期刊名称:Proceedings of the National Academy of Sciences
印刷版ISSN:0027-8424
电子版ISSN:1091-6490
出版年度:1980
卷号:77
期号:6
页码:3672-3676
DOI:10.1073/pnas.77.6.3672
语种:English
出版社:The National Academy of Sciences of the United States of America
摘要:Previous evidence suggests that the activity of the mitochondrial enzyme citrate synthase [citrate oxaloacetate-lyase (pro-3S-CH2COO [->] acetyl-CoA), EC 4.1.3.7 ] is increased in target tissues upon acute administration of aldosterone. Therefore, an ultramicro assay was established to determine citrate synthase levels in isolated rabbit nephron segments as a means of localizing mineralocorticoid-responsive sites within the renal cortex. The relative citrate synthase activities in normal rabbit segments (per kg of dry tissue) correlated with the metabolic activity of the segments. The order was: distal convoluted tubule > proximal convoluted tubule > cortical thick ascending limb of Henle > cortical collecting duct > pars recta. When these segments were isolated from adrenalectomized rabbits, only the citrate synthase activity in the cortical collecting duct was significantly decreased compared to normal values (3.2 mol of citrate/kg dry wt per hr compared to 7.1; P < 0.001).
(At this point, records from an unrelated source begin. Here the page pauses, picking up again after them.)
//! Placeholder expansion against an execution scope.
//!
//! Two literal tokens are recognized in command and directory templates:
//!
//! | Token | Replacement |
//! |-------|-------------|
//! | `$ProjectFileDir$` | the project directory, normalized |
//! | `$FilePath$` | the active file, normalized, or `""` when there is none |
//!
//! Only the first occurrence of each token is replaced. Existing tool
//! definitions rely on this, so a template such as
//! `"$ProjectFileDir$ $ProjectFileDir$"` keeps its second token verbatim.
//! Unknown `$...$` tokens are left alone.

use std::path::{Component, Path, PathBuf};

/// Token replaced with the project directory.
pub const PROJECT_FILE_DIR: &str = "$ProjectFileDir$";

/// Token replaced with the active file path.
pub const FILE_PATH: &str = "$FilePath$";

/// What the host knows at the moment a tool is invoked.
#[derive(Debug, Clone, Default, PartialEq, Eq)]
pub struct HostContext {
    /// Root of the open workspace, if any.
    pub workspace_root: Option<PathBuf>,
    /// File the user is currently working on, if any.
    pub active_file: Option<PathBuf>,
}

impl HostContext {
    pub fn new(workspace_root: Option<PathBuf>, active_file: Option<PathBuf>) -> Self {
        Self {
            workspace_root,
            active_file,
        }
    }

    /// The directory an invocation runs against: the workspace root, else the
    /// directory containing the active file.
    pub fn project_directory(&self) -> Option<PathBuf> {
        if let Some(root) = &self.workspace_root {
            return Some(root.clone());
        }
        self.active_file
            .as_deref()
            .and_then(Path::parent)
            .filter(|dir| !dir.as_os_str().is_empty())
            .map(Path::to_path_buf)
    }
}

/// Resolved paths for a single invocation. Never persisted.
#[derive(Debug, Clone, PartialEq, Eq)]
pub struct ExecutionScope {
    pub project_directory: PathBuf,
    pub active_file_path: Option<PathBuf>,
}

impl ExecutionScope {
    /// Build a scope, normalizing both paths.
    pub fn new(project_directory: impl AsRef<Path>, active_file_path: Option<&Path>) -> Self {
        Self {
            project_directory: normalize_path(project_directory.as_ref()),
            active_file_path: active_file_path.map(normalize_path),
        }
    }
}

/// Expand the first occurrence of each placeholder token in `template`.
pub fn expand(template: &str, scope: &ExecutionScope) -> String {
    let project_dir = normalize_path(&scope.project_directory);
    let file_path = scope
        .active_file_path
        .as_deref()
        .map(|p| normalize_path(p).display().to_string())
        .unwrap_or_default();

    template
        .replacen(PROJECT_FILE_DIR, &project_dir.display().to_string(), 1)
        .replacen(FILE_PATH, &file_path, 1)
}

/// Lexically normalize a path: drop `.`, resolve `..` against preceding
/// components, collapse repeated separators and use native separators.
///
/// The filesystem is never consulted, so symlinks are not resolved and the
/// path does not need to exist.
pub fn normalize_path(path: &Path) -> PathBuf {
    let mut normalized = PathBuf::new();

    for component in path.components() {
        match component {
            Component::CurDir => {}
            Component::ParentDir => match normalized.components().next_back() {
                Some(Component::Normal(_)) => {
                    normalized.pop();
                }
                // `..` at the root stays at the root
                Some(Component::RootDir) | Some(Component::Prefix(_)) => {}
                _ => normalized.push(".."),
            },
            other => normalized.push(other.as_os_str()),
        }
    }

    if normalized.as_os_str().is_empty() {
        normalized.push(".");
    }
    normalized
}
Furthermore, enzyme activities in segments isolated from adrenalectomized rabbits 90 min after intravenous injection of aldosterone (10 {micro}g/kg) were unchanged from normal or adrenalectomized rabbit tubule values for all segments except the cortical collecting duct. In this segment, aldosterone significantly increased citrate synthase activity compared to adrenalectomized rabbit values (8.1 mol/kg per hr compared to 3.2; P < 0.001), in contrast to the effect of dexamethasone at 10 {micro}g/kg (4.4 mol/kg per hr compared to 3.2; P, NS). Spirolactone SC 26304 administered 30 min prior to injection of aldosterone inhibited the increase in collecting duct citrate synthase activity seen with aldosterone alone (3.4 mol/kg per hr compared to 8.1; P < 0.001). These findings suggest that the collecting duct is the primary target for aldosterone in the renal cortex.